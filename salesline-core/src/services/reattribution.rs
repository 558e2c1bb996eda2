//! Reattribution engine
//!
//! Decides the final owner of every sale row. Rules are evaluated in a fixed
//! order and the first one that matches returns a [`Resolution`]; later rules
//! are never consulted.

use std::collections::{BTreeMap, HashMap};

use crate::config::RuleConfig;
use crate::domain::extract::sale_fields as f;
use crate::domain::{Client, Owner, RawRow};
use crate::services::lookup::{Lookups, Territory};

/// Outcome of the first matching rule
#[derive(Debug, Clone, PartialEq, Eq)]
pub enum Resolution {
    /// Pinned (client, rep) pair: counter identity under another client code
    PinnedException { owner: Owner, client_code: String },
    /// Client in the counter-sale set
    CounterSale(Owner),
    /// National-account chain; `branch` is set when the municipality resolved
    NationalAccount { owner: Owner, branch: Option<String> },
    /// Inactive client placed in the municipality's predominant branch
    InactiveByBranch { owner: Owner, branch: String },
    /// Generic inactive identity
    Unattributed(Owner),
    /// Active client moved to its route rep's current identity
    Realigned(Owner),
}

impl Resolution {
    pub fn kind(&self) -> &'static str {
        match self {
            Resolution::PinnedException { .. } => "pinned_exception",
            Resolution::CounterSale(_) => "counter_sale",
            Resolution::NationalAccount { .. } => "national_account",
            Resolution::InactiveByBranch { .. } => "inactive_by_branch",
            Resolution::Unattributed(_) => "unattributed",
            Resolution::Realigned(_) => "realigned",
        }
    }

    /// Write the owner fields (and client code or branch, when rewritten)
    pub fn apply(self, row: &mut RawRow) {
        let (owner, client_code, branch) = match self {
            Resolution::PinnedException { owner, client_code } => (owner, Some(client_code), None),
            Resolution::NationalAccount { owner, branch } => (owner, None, branch),
            Resolution::InactiveByBranch { owner, branch } => (owner, None, Some(branch)),
            Resolution::CounterSale(owner)
            | Resolution::Unattributed(owner)
            | Resolution::Realigned(owner) => (owner, None, None),
        };

        row.set_text(f::REP_CODE, owner.rep_code);
        row.set_text(f::REP_NAME, owner.name);
        row.set_text(f::SUPERVISOR, owner.supervisor);
        if let Some(code) = client_code {
            row.set_text(f::CLIENT_CODE, code);
        }
        if let Some(branch) = branch {
            row.set_text(f::BRANCH, branch);
        }
    }
}

/// Per-run allocation of synthetic rep codes for chain branches
///
/// A branch keeps the code it was first given for the rest of the run.
#[derive(Debug, Clone)]
pub struct SyntheticCodeAllocator {
    next: u64,
    codes: HashMap<String, String>,
}

impl SyntheticCodeAllocator {
    pub fn new(seed: u64) -> Self {
        Self {
            next: seed,
            codes: HashMap::new(),
        }
    }

    pub fn code_for(&mut self, branch: &str) -> String {
        if let Some(code) = self.codes.get(branch) {
            return code.clone();
        }
        let code = self.next.to_string();
        self.next += 1;
        self.codes.insert(branch.to_string(), code.clone());
        code
    }

    pub fn len(&self) -> usize {
        self.codes.len()
    }

    pub fn is_empty(&self) -> bool {
        self.codes.is_empty()
    }
}

/// What the rules look at, computed once per row
struct RowFacts<'r, 'l> {
    row: &'r RawRow,
    client_code: String,
    rep_code: String,
    client: Option<&'l Client>,
    territory: Option<Territory<'l>>,
}

/// Rewrites sale ownership using the lookups of one run
pub struct ReattributionEngine<'l> {
    lookups: &'l Lookups,
    rules: &'l RuleConfig,
    allocator: SyntheticCodeAllocator,
    hits: BTreeMap<String, usize>,
}

impl<'l> ReattributionEngine<'l> {
    pub fn new(lookups: &'l Lookups, rules: &'l RuleConfig) -> Self {
        Self {
            lookups,
            rules,
            allocator: SyntheticCodeAllocator::new(rules.chain_code_seed),
            hits: BTreeMap::new(),
        }
    }

    /// Reattribute rows in order, returning rewritten copies
    pub fn reattribute_all(&mut self, rows: &[RawRow]) -> Vec<RawRow> {
        rows.iter().map(|row| self.reattribute(row)).collect()
    }

    /// Canonicalize the supervisor, then apply the first matching rule
    pub fn reattribute(&mut self, row: &RawRow) -> RawRow {
        let mut out = row.clone();
        let supervisor = self.rules.canonical_supervisor(&out.text(f::SUPERVISOR));
        out.set_text(f::SUPERVISOR, supervisor);

        let resolution = self.resolve(&out);
        *self.hits.entry(resolution.kind().to_string()).or_default() += 1;
        resolution.apply(&mut out);
        out
    }

    /// Evaluate the rules for one row without touching it
    pub fn resolve(&mut self, row: &RawRow) -> Resolution {
        let lookups = self.lookups;
        let client_code = row.trimmed(f::CLIENT_CODE);
        let facts = RowFacts {
            row,
            client: lookups.clients.get(&client_code),
            territory: lookups.territory(&row.text(f::MUNICIPALITY)),
            rep_code: row.trimmed(f::REP_CODE),
            client_code,
        };

        // Precedence order; the first rule returning a resolution wins
        let rules: [fn(&mut Self, &RowFacts<'_, 'l>) -> Option<Resolution>; 5] = [
            Self::pinned_exception,
            Self::counter_sale,
            Self::national_account,
            Self::inactive_client,
            Self::active_realignment,
        ];
        rules
            .iter()
            .find_map(|rule| rule(self, &facts))
            .unwrap_or_else(|| self.unattributed())
    }

    /// Rule hit counts by resolution kind
    pub fn rule_hits(&self) -> &BTreeMap<String, usize> {
        &self.hits
    }

    pub fn allocated_codes(&self) -> usize {
        self.allocator.len()
    }

    fn unattributed(&self) -> Resolution {
        Resolution::Unattributed(self.rules.inactive_identity.clone())
    }

    fn pinned_exception(&mut self, facts: &RowFacts<'_, 'l>) -> Option<Resolution> {
        self.rules
            .pinned_exceptions
            .iter()
            .find(|p| p.client_code == facts.client_code && p.rep_code == facts.rep_code)
            .map(|p| Resolution::PinnedException {
                owner: self.rules.counter_identity.clone(),
                client_code: p.target_client_code.clone(),
            })
    }

    fn counter_sale(&mut self, facts: &RowFacts<'_, 'l>) -> Option<Resolution> {
        self.rules
            .counter_clients
            .contains(&facts.client_code)
            .then(|| Resolution::CounterSale(self.rules.counter_identity.clone()))
    }

    fn national_account(&mut self, facts: &RowFacts<'_, 'l>) -> Option<Resolution> {
        let marker = self.rules.chain_marker.to_uppercase();
        if marker.is_empty() {
            return None;
        }
        let is_chain = match facts.client {
            Some(client) => {
                client.display_name.to_uppercase().contains(&marker)
                    || client.legal_name.to_uppercase().contains(&marker)
            }
            None => raw_client_name(facts.row).to_uppercase().contains(&marker),
        };
        if !is_chain {
            return None;
        }

        let resolution = match facts.territory {
            Some(territory) => Resolution::NationalAccount {
                owner: Owner::new(
                    self.allocator.code_for(territory.branch),
                    self.rules.chain_name(territory.branch),
                    territory.supervisor.unwrap_or_default(),
                ),
                branch: Some(territory.branch.to_string()),
            },
            None => {
                let current = facts.row.text(f::SUPERVISOR);
                let supervisor = if current.is_empty() {
                    "N/A".to_string()
                } else {
                    current
                };
                Resolution::NationalAccount {
                    owner: Owner::new(
                        self.rules.chain_fallback_code.clone(),
                        self.rules.chain_fallback_name.clone(),
                        supervisor,
                    ),
                    branch: None,
                }
            }
        };
        Some(resolution)
    }

    fn inactive_client(&mut self, facts: &RowFacts<'_, 'l>) -> Option<Resolution> {
        let inactive = match facts.client {
            None => true,
            Some(client) => client.primary_rep() == self.rules.inactive_route,
        };
        if !inactive {
            return None;
        }

        let by_branch = facts.territory.and_then(|territory| {
            territory.supervisor.map(|supervisor| Resolution::InactiveByBranch {
                owner: self.rules.inactive_owner_for_branch(territory.branch, supervisor),
                branch: territory.branch.to_string(),
            })
        });
        Some(by_branch.unwrap_or_else(|| self.unattributed()))
    }

    fn active_realignment(&mut self, facts: &RowFacts<'_, 'l>) -> Option<Resolution> {
        let route_rep = facts.client.map(Client::primary_rep).unwrap_or_default();
        let resolution = match self.lookups.owners.get(route_rep) {
            Some(owner) if !route_rep.is_empty() => Resolution::Realigned(Owner::new(
                route_rep,
                owner.name.clone(),
                owner.supervisor.clone(),
            )),
            _ => self.unattributed(),
        };
        Some(resolution)
    }
}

**WHAT IS EXPECTED:**
Looking only at the entries, count the lines that contain the word "matching", then state that count and nothing else.

**ANSWER TO THIS TASK:**
2